The following article comes to us from the New York Times. Pandemics have been a part of human history for as long as there have been humans. There is a green light after the red…

Can City Life Survive Coronavirus?

Cities are epicenters of capital and creativity, designed to be occupied collectively. Pandemics are anti-urban, preying on our human desire for connection.

The empty business district of La Defense in Paris, on Monday.
Credit…Andrea Mantovani for The New York Times
It’s becoming harder by the hour to find the new normal.
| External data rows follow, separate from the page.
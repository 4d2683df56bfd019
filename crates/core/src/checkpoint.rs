// SPDX-License-Identifier: MIT
// Copyright (c) 2026 Alfred Jean LLC

//! Read positions and their on-disk bookmark.
//!
//! A [`Checkpoint`] names a record file and the byte offset of the next
//! unread byte in it. Checkpoints are plain values: the batch reader hands
//! back a new one after every call and the caller decides when to persist
//! it through a [`Bookmark`].

use serde::{Deserialize, Serialize};
use std::fs::{self, File};
use std::io::{BufWriter, Write};
use std::path::{Path, PathBuf};

use crate::error::{Error, Result};

/// How far into a specific file records have been consumed.
#[derive(Debug, Clone, PartialEq, Eq, Serialize, Deserialize)]
pub struct Checkpoint {
    /// Record file the offset refers to.
    pub file: PathBuf,
    /// Byte offset of the start of the next unread line.
    pub offset: u64,
}

impl Checkpoint {
    pub fn new(file: impl Into<PathBuf>, offset: u64) -> Self {
        Checkpoint {
            file: file.into(),
            offset,
        }
    }

    /// A checkpoint at the very beginning of `file`.
    pub fn start_of(file: impl Into<PathBuf>) -> Self {
        Self::new(file, 0)
    }

    /// Returns a checkpoint for the same file at `offset`.
    pub fn advanced_to(&self, offset: u64) -> Self {
        Checkpoint {
            file: self.file.clone(),
            offset,
        }
    }

    /// Returns true if this checkpoint refers to `file`.
    ///
    /// Paths that differ textually still match when both resolve to the
    /// same file on disk, e.g. a relative and an absolute spelling.
    pub fn is_for(&self, file: &Path) -> bool {
        if self.file == file {
            return true;
        }
        match (fs::canonicalize(&self.file), fs::canonicalize(file)) {
            (Ok(ours), Ok(theirs)) => ours == theirs,
            _ => false,
        }
    }
}

/// A checkpoint persisted as a small JSON document.
///
/// Saves go through a temporary sibling file that is fsynced and renamed
/// over the bookmark, so a crash leaves either the old or the new
/// checkpoint, never a torn one.
#[derive(Debug, Clone)]
pub struct Bookmark {
    path: PathBuf,
}

impl Bookmark {
    pub fn new(path: impl Into<PathBuf>) -> Self {
        Bookmark { path: path.into() }
    }

    /// Returns the path of the bookmark file.
    pub fn path(&self) -> &Path {
        &self.path
    }

    /// Loads the stored checkpoint.
    ///
    /// Returns `Ok(None)` if the bookmark does not exist yet or is empty.
    pub fn load(&self) -> Result<Option<Checkpoint>> {
        if !self.path.exists() {
            return Ok(None);
        }

        let content = fs::read_to_string(&self.path)?;
        if content.trim().is_empty() {
            return Ok(None);
        }

        let checkpoint = serde_json::from_str(&content).map_err(|e| Error::Bookmark {
            path: self.path.clone(),
            reason: format!("failed to parse bookmark: {e}"),
        })?;
        Ok(Some(checkpoint))
    }

    /// Atomically replaces the stored checkpoint.
    pub fn save(&self, checkpoint: &Checkpoint) -> Result<()> {
        if let Some(parent) = self.path.parent() {
            if !parent.as_os_str().is_empty() && !parent.exists() {
                fs::create_dir_all(parent)?;
            }
        }

        let temp_path = self
            .path
            .with_extension(format!("tmp.{}", std::process::id()));

        let file = File::create(&temp_path)?;
        let mut writer = BufWriter::new(file);
        serde_json::to_writer(&mut writer, checkpoint)?;
        writer.flush()?;
        writer
            .into_inner()
            .map_err(|e| Error::Io(e.into_error()))?
            .sync_all()?;

        fs::rename(&temp_path, &self.path).map_err(|e| Error::Bookmark {
            path: self.path.clone(),
            reason: format!("failed to replace bookmark: {e}"),
        })?;

        Ok(())
    }
}

#[cfg(test)]
#[path = "checkpoint_tests.rs"]
mod tests;
// SPDX-License-Identifier: MIT
// Copyright (c) 2026 Alfred Jean LLC

//! Follow a file to its last complete line, one batch at a time.
//!
//! Records of each batch are written out before the bookmark is advanced,
//! so an interrupted drain repeats at most one batch and never loses one.

use std::fs::{self, File, OpenOptions};
use std::io::{self, Write};
use std::path::{Path, PathBuf};

use spool_core::{BatchReader, Bookmark, Checkpoint, Limits, PayloadBuilder};

use crate::config::Config;
use crate::error::{Error, Result};

use super::{with_reader, Record};

/// Totals over all batches of one drain.
#[derive(Debug, Clone, PartialEq)]
pub(crate) struct DrainSummary {
    pub batches: usize,
    pub records: usize,
    pub examined: usize,
    pub checkpoint: Checkpoint,
}

pub fn run(config: &Config, file: &Path, bookmark_path: &Path) -> Result<()> {
    let _lock = lock_bookmark(bookmark_path)?;
    let bookmark = Bookmark::new(bookmark_path);
    let limits = config.limits();
    let stdout = io::stdout();
    let mut out = stdout.lock();

    let summary = with_reader!(config, |reader| run_impl(
        &reader, &limits, file, &bookmark, &mut out
    ))?;

    eprintln!(
        "Drained {} records ({} examined) in {} batches, next offset {}",
        summary.records, summary.examined, summary.batches, summary.checkpoint.offset
    );
    Ok(())
}

/// Internal implementation that accepts a writer for testing.
pub(crate) fn run_impl<B, T, W>(
    reader: &BatchReader<B>,
    limits: &Limits,
    file: &Path,
    bookmark: &Bookmark,
    out: &mut W,
) -> Result<DrainSummary>
where
    B: PayloadBuilder<Payload = Vec<T>>,
    T: Record,
    W: Write,
{
    // Bookmarks always record the canonical path, however the file was named.
    let file = fs::canonicalize(file)?;
    let mut checkpoint = match bookmark.load()? {
        Some(saved) if saved.is_for(&file) => Checkpoint::new(&file, saved.offset),
        Some(saved) => {
            tracing::info!(
                previous = %saved.file.display(),
                file = %file.display(),
                "bookmark refers to another file, starting from the beginning"
            );
            Checkpoint::start_of(&file)
        }
        None => Checkpoint::start_of(&file),
    };

    let mut summary = DrainSummary {
        batches: 0,
        records: 0,
        examined: 0,
        checkpoint: checkpoint.clone(),
    };

    loop {
        let batch = reader.read_batch(limits, &checkpoint, 0)?;
        if batch.count == 0 {
            break;
        }

        for record in &batch.payload {
            writeln!(out, "{}", record.to_line())?;
        }
        out.flush()?;
        bookmark.save(&batch.checkpoint)?;

        summary.batches += 1;
        summary.records += batch.payload.len();
        summary.examined += batch.count;
        checkpoint = batch.checkpoint;
    }

    summary.checkpoint = checkpoint;
    Ok(summary)
}

/// Path of the advisory lock guarding a bookmark.
pub(crate) fn lock_path(bookmark_path: &Path) -> PathBuf {
    let mut path = bookmark_path.as_os_str().to_owned();
    path.push(".lock");
    PathBuf::from(path)
}

/// Takes an exclusive lock so only one drain advances a bookmark at a time.
///
/// The lock is released when the returned handle is dropped.
fn lock_bookmark(bookmark_path: &Path) -> Result<File> {
    use fs2::FileExt;

    let lock_path = lock_path(bookmark_path);
    if let Some(parent) = lock_path.parent() {
        if !parent.as_os_str().is_empty() && !parent.exists() {
            fs::create_dir_all(parent)?;
        }
    }

    let file = OpenOptions::new()
        .create(true)
        .write(true)
        .truncate(true)
        .open(&lock_path)?;
    file.try_lock_exclusive()
        .map_err(|_| Error::BookmarkLocked(bookmark_path.display().to_string()))?;

    Ok(file)
}

#[cfg(test)]
#[path = "drain_tests.rs"]
mod tests;
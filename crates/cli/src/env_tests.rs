// SPDX-License-Identifier: MIT
// Copyright (c) 2026 Alfred Jean LLC

#![allow(clippy::unwrap_used)]

use super::*;

#[test]
fn test_vars_constants() {
    assert_eq!(vars::SPOOL_LOG, "SPOOL_LOG");
    assert_eq!(vars::SPOOL_CONFIG, "SPOOL_CONFIG");
    assert_eq!(vars::NO_COLOR, "NO_COLOR");
}

#[test]
fn test_log_filter_ignores_blank() {
    std::env::set_var("SPOOL_LOG", "  ");
    assert!(log_filter().is_none());
    std::env::set_var("SPOOL_LOG", "spool=debug");
    assert_eq!(log_filter().as_deref(), Some("spool=debug"));
    std::env::remove_var("SPOOL_LOG");
    assert!(log_filter().is_none());
}

#[test]
fn test_no_color() {
    std::env::set_var("NO_COLOR", "1");
    assert!(no_color());
    std::env::remove_var("NO_COLOR");
    assert!(!no_color());
}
We need each other in a crisis like this, but we rightly fear congestion. France and Spain have ordered all cafes and restaurants shut down. In New York, it’s the same, with museums and Broadway theaters on hiatus. Mosques have closed in several countries, churches have canceled masses, and the pope prohibited the public from Holy Week celebrations.

Traditionally, we seek solace in religion, sports, entertainment and in the promise that modern science and societies provide all the tools needed to solve any problem.

particular, urban life. Historians tell us that cities emerged thousands of years ago for economic and industrial reasons — technological leaps produced a surplus of agricultural goods, which meant not everyone had to keep working the land.

Still, cities also grew, less tangibly, out of deeply human social and spiritual needs. The very notion of streets, shared housing and public spaces stemmed from and fostered a kind of collective affirmation, a sense that people are all in this together.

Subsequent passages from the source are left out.